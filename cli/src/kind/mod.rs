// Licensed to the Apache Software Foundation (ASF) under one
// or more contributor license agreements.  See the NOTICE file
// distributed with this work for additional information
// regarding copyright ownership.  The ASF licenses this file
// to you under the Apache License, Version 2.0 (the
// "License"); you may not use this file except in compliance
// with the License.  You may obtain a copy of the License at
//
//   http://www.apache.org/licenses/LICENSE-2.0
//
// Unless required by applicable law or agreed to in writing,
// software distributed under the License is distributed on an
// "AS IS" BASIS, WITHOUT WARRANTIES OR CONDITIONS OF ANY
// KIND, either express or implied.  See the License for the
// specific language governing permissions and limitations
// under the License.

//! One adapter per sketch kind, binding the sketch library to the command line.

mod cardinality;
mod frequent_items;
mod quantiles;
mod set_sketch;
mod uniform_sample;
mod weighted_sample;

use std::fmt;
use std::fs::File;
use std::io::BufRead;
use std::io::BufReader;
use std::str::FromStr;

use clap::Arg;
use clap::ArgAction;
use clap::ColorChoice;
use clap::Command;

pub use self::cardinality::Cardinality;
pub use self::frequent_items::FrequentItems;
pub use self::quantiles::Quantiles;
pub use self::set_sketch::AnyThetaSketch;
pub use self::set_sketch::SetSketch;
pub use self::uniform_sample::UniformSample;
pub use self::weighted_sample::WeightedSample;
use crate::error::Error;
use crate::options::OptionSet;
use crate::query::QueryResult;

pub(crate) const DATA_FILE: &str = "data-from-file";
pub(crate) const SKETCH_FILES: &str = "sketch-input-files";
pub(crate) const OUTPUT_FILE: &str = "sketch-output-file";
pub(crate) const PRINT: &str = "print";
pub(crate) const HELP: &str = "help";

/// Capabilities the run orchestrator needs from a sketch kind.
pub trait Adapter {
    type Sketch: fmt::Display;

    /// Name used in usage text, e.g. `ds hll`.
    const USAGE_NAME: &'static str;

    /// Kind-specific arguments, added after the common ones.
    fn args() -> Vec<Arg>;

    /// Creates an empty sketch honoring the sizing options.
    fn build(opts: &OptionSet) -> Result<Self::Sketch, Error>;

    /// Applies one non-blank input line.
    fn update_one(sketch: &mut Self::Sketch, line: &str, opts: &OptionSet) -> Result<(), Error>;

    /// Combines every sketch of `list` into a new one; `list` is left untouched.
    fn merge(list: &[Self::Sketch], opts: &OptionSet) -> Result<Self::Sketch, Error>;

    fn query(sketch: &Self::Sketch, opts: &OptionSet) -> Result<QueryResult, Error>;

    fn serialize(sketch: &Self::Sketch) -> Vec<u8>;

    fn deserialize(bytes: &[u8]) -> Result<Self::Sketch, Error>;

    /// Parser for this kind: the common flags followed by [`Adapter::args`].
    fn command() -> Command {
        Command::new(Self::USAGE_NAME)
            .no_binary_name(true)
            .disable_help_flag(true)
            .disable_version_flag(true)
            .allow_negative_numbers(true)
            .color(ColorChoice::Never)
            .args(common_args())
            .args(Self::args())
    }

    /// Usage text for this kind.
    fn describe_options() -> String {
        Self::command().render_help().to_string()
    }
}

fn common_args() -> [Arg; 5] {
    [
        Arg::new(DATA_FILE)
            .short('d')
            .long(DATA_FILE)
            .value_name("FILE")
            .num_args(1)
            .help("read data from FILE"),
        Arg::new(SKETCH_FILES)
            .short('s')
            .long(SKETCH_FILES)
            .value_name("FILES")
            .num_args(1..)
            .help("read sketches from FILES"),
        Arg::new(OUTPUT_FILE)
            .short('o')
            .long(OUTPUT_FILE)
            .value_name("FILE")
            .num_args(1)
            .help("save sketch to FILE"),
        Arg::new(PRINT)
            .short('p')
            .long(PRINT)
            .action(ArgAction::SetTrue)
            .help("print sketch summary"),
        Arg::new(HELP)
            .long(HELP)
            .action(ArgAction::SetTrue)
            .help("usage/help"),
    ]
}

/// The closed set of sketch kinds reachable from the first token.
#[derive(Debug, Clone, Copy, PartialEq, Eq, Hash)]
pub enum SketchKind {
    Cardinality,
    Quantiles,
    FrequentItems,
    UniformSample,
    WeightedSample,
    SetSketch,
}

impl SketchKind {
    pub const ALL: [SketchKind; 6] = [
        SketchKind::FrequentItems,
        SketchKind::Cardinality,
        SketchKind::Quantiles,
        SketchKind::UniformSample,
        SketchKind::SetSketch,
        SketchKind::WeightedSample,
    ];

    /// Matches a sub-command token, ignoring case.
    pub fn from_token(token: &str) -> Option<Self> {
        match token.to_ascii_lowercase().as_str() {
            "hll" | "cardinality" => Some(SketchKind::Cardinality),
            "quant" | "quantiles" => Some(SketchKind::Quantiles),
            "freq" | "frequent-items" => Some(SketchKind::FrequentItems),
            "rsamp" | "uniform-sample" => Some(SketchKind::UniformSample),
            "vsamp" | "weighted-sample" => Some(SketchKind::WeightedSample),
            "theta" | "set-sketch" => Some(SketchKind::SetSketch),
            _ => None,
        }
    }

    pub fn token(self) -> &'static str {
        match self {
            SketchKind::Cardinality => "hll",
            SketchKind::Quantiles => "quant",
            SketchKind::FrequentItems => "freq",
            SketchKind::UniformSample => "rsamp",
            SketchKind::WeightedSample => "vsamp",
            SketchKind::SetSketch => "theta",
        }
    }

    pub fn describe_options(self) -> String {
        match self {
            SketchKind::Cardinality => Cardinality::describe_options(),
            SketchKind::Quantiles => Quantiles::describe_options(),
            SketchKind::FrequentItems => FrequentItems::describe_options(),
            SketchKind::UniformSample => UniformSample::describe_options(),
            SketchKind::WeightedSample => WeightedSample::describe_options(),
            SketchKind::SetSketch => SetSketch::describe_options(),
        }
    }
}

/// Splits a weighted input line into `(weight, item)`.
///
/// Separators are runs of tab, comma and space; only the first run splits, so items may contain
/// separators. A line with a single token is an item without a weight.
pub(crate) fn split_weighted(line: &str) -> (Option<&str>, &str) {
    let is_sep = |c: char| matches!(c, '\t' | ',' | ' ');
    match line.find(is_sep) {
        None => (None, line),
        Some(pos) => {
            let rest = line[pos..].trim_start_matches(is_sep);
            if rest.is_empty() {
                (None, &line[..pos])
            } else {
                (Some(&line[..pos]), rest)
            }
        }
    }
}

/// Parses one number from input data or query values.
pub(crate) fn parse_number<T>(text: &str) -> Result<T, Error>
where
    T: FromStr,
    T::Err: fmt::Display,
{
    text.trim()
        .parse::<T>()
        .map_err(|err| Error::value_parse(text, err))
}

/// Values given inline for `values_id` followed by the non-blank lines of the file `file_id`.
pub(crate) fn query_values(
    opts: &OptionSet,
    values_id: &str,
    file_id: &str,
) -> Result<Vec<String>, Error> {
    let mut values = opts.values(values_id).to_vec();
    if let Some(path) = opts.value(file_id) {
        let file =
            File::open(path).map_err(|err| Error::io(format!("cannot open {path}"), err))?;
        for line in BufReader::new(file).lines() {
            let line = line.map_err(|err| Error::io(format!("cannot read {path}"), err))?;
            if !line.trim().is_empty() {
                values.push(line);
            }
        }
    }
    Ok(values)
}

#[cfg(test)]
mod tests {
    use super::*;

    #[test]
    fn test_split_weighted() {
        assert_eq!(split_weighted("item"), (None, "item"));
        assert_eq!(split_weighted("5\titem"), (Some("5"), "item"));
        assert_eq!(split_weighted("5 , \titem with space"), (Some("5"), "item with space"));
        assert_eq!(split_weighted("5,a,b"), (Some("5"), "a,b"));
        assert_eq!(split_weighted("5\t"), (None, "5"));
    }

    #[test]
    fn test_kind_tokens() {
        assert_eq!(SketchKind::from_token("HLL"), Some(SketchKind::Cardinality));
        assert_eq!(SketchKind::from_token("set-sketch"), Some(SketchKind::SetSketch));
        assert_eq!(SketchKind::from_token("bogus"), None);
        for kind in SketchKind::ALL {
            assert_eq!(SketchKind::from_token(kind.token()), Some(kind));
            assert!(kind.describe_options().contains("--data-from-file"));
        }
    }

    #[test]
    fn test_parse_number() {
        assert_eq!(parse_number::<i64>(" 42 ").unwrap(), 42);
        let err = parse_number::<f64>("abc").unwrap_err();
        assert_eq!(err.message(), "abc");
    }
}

------------------------------------------------------------

(WHAT TO PRODUCE):
In the records above, locate the lines holding the word "ColorChoice". Copy each of them.

(RESULT BELOW):
use clap::ColorChoice;
            .color(ColorChoice::Never)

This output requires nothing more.